Posts tagged food

Thoughts on “Jamie Oliver’s Food Revolution”

By now you may have heard about the new reality show “Jamie Oliver’s Food Revolution” on ABC. In this engrossing program, my favorite celebrity chef leaves Great Britain behind to incite a food revolution in America. Starting with the town of Huntington, West Virginia—recently named the unhealthiest city in America—Oliver is determined to turn its residents (especially its children) away from the dietary dangers of processed food. Obesity and obesity-related diseases have been on the rise in our country for some time, and Oliver’s investigation into our school diets and eating habits leaves little doubt as to why. Fortunately, even after viewing his dramatic demonstrations involving chicken fat, garbage bags full of chocolate milk, and the burial of a deep fryer, I found a few glimmers of hope by the end of the second episode.

Photo: ABC

The first two episodes show Oliver facing the same problems as when he revamped Great Britain’s school lunch program: skepticism from the lunch ladies who have been trained to simply reheat frozen, processed foods filled with sodium and artificial preservatives; kids who spit out fresh pasta and vegetables in favor of chicken nuggets (and turkey twizzlers in England); and administrators wary of the extra costs healthy food requires. But by the end of the second episode, Oliver has convinced the elementary school students to give his home-cooked meals a try, and has made significant progress with the obese Edwards family, teaching them about healthy eating and cooking, and using graphic scare tactics to direct them towards a whole foods diet.

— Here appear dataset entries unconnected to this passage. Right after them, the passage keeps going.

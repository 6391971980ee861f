// ABOUTME: Identity service: email OTP issuance, verification, session resolution, sign-out
// ABOUTME: OTP dispatch and verification errors are surfaced; resolution errors degrade to absent

use axum::{
    extract::State,
    response::{Json, Redirect},
};
use axum_extra::extract::cookie::CookieJar;
use serde_json::json;

use crate::appwrite::{self, Query};
use crate::config::{Config, AVATAR_PLACEHOLDER};
use crate::error::{AppError, Result};
use crate::session;
use crate::types::{
    AccountResponse, CreateAccountRequest, SendOtpRequest, SignInRequest, UserDoc,
    VerifySecretRequest, VerifySecretResponse,
};
use crate::AppState;

/// Outcome of resolving the request's session to a user document. The HTTP
/// boundary collapses every absent case to "no current user"; the cases stay
/// distinct here so each one is logged for what it is.
#[derive(Debug)]
pub enum Resolution {
    Found(UserDoc),
    NoSession,
    SessionRejected,
    NoRecord,
}

async fn send_email_otp(config: &Config, email: &str) -> Result<String> {
    let admin = appwrite::create_admin_client(config);
    let token = admin
        .create_email_token(email)
        .await
        .map_err(|e| AppError::OtpDispatch(e.to_string()))?;
    if token.user_id.is_empty() {
        return Err(AppError::OtpDispatch(
            "platform returned an empty account id".to_string(),
        ));
    }
    Ok(token.user_id)
}

async fn get_user_by_email(config: &Config, email: &str) -> Result<Option<UserDoc>> {
    let admin = appwrite::create_admin_client(config);
    let result = admin
        .list_documents::<UserDoc>(
            &config.database_id,
            &config.users_collection_id,
            &[Query::equal("email", email)],
        )
        .await
        .map_err(|e| AppError::Lookup(e.to_string()))?;
    Ok(result.documents.into_iter().next())
}

pub async fn send_otp(
    State(state): State<AppState>,
    Json(req): Json<SendOtpRequest>,
) -> Result<Json<AccountResponse>> {
    let account_id = send_email_otp(&state.config, &req.email).await?;
    Ok(Json(AccountResponse {
        account_id: Some(account_id),
        error: None,
    }))
}

/// Sign-up: look the email up, send the OTP either way, and create the user
/// document only when none existed. A uniqueness conflict from the platform
/// means a concurrent sign-up won the race; proceed as already-exists.
pub async fn create_account(
    State(state): State<AppState>,
    Json(req): Json<CreateAccountRequest>,
) -> Result<Json<AccountResponse>> {
    let config = &state.config;
    let existing = get_user_by_email(config, &req.email).await?;
    let account_id = send_email_otp(config, &req.email).await?;

    if existing.is_none() {
        let admin = appwrite::create_admin_client(config);
        let data = json!({
            "fullName": req.full_name,
            "email": req.email,
            "avatar": AVATAR_PLACEHOLDER,
            "accountId": account_id,
        });
        match admin
            .create_document::<UserDoc>(&config.database_id, &config.users_collection_id, &data)
            .await
        {
            Ok(_) => {}
            Err(err) if err.is_conflict() => {
                tracing::debug!("user document for {} already exists", req.email);
            }
            Err(err) => return Err(AppError::Platform(err)),
        }
    }

    Ok(Json(AccountResponse {
        account_id: Some(account_id),
        error: None,
    }))
}

/// Exchange the emailed passcode for a session and set the session cookie.
/// A rejected passcode is logged and answered with an absent session id; the
/// caller treats that absence as verification failure.
pub async fn verify_secret(
    State(state): State<AppState>,
    jar: CookieJar,
    Json(req): Json<VerifySecretRequest>,
) -> (CookieJar, Json<VerifySecretResponse>) {
    let admin = appwrite::create_admin_client(&state.config);
    let result = admin
        .create_session(&req.account_id, &req.password)
        .await
        .map_err(|e| AppError::SessionCreation(e.to_string()));

    match result {
        Ok(session) => {
            let jar = jar.add(session::create_session_cookie(session.secret));
            (
                jar,
                Json(VerifySecretResponse {
                    session_id: Some(session.id),
                }),
            )
        }
        Err(err) => {
            tracing::warn!("{}", err);
            (jar, Json(VerifySecretResponse { session_id: None }))
        }
    }
}

pub async fn resolve_current_user(config: &Config, jar: &CookieJar) -> Resolution {
    let Some(secret) = session::session_secret(jar) else {
        return Resolution::NoSession;
    };

    let client = appwrite::create_session_client(config, &secret);
    let account = match client.get_account().await {
        Ok(account) => account,
        Err(err) => {
            tracing::debug!("session rejected by platform: {}", err);
            return Resolution::SessionRejected;
        }
    };

    let result = match client
        .list_documents::<UserDoc>(
            &config.database_id,
            &config.users_collection_id,
            &[Query::equal("accountId", &account.id)],
        )
        .await
    {
        Ok(result) => result,
        Err(err) => {
            tracing::warn!("user lookup for {} failed: {}", account.email, err);
            return Resolution::NoRecord;
        }
    };

    if result.total == 0 {
        return Resolution::NoRecord;
    }
    match result.documents.into_iter().next() {
        Some(user) => Resolution::Found(user),
        None => Resolution::NoRecord,
    }
}

/// `null` whenever there is no usable session or no matching user document;
/// the cases are indistinguishable to the caller on purpose.
pub async fn current_user(
    State(state): State<AppState>,
    jar: CookieJar,
) -> Json<Option<UserDoc>> {
    match resolve_current_user(&state.config, &jar).await {
        Resolution::Found(user) => Json(Some(user)),
        absent => {
            tracing::debug!("no current user: {:?}", absent);
            Json(None)
        }
    }
}

/// Delete the remote session and clear the cookie. The redirect to the
/// sign-in page happens whether or not the remote deletion worked.
pub async fn sign_out(
    State(state): State<AppState>,
    jar: CookieJar,
) -> (CookieJar, Redirect) {
    if let Some(secret) = session::session_secret(&jar) {
        let client = appwrite::create_session_client(&state.config, &secret);
        if let Err(err) = client.delete_current_session().await {
            tracing::warn!("failed to delete remote session: {}", err);
        }
    }

    let jar = jar.remove(session::clear_session_cookie());
    (jar, Redirect::to("/sign-in"))
}

/// Sign-in: re-send the OTP for a known email; an unknown email is not an
/// error, just an absent account id.
pub async fn sign_in(
    State(state): State<AppState>,
    Json(req): Json<SignInRequest>,
) -> Result<Json<AccountResponse>> {
    match get_user_by_email(&state.config, &req.email).await? {
        Some(user) => {
            send_email_otp(&state.config, &req.email).await?;
            Ok(Json(AccountResponse {
                account_id: Some(user.account_id),
                error: None,
            }))
        }
        None => Ok(Json(AccountResponse {
            account_id: None,
            error: Some("User not found".to_string()),
        })),
    }
}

While making these small steps, Oliver openly criticizes our government for our nation’s health issues, especially where school lunches are concerned. He blames the government for allowing processed junk into our schools in the first place, and for not providing funds for meals based on fresh fruit and vegetables. Children are being fed garbage for the sake of a manageable bottom line, and it’s helping to create the first generation of kids who will not live longer than their parents. Oliver forces the Edwards family to get check-ups (something they don’t do with regularity), and signs of impending diabetes are recognized in twelve-year-old Justin. While stating that he doesn’t understand what’s going on with our healthcare system, Oliver finds it “shocking, scary, and strange” that he had to be the one to take this family to the hospital. In just two hours of TV, he made many powerful and refreshing points about our general health and lifestyle.

Photo: ABC

While Oliver hands out a lot of criticism regarding fast food and government bureaucracy, the main point of his program is change. Turning away from processed foods is the first step towards claiming a healthy lifestyle. Step two is cooking with fresh fruits and vegetables so that you actually have a connection to your food, and step three is making this lifestyle accessible to everyone. I agree with Oliver that our government can and should help with these ideas, whether by example or through direct action. Some important seeds have already been planted, as with the recent passage of healthcare reform. Hopefully more families like the Edwards’s will visit their doctors and receive dietary advice in order to avoid illnesses such as diabetes and heart disease. And in contrast to other recent administrations, Michelle Obama has focused her energies on ending child obesity. Her first step was planting an organic vegetable garden on White House property just last year, and now her Let’s Move program directly tackles childhood obesity at home and in schools. These efforts, combined with the increase in farmers’ markets, CSA’s, and programs such as Alice Water’s Edible Schoolyard will perhaps give Oliver less to complain about in the future.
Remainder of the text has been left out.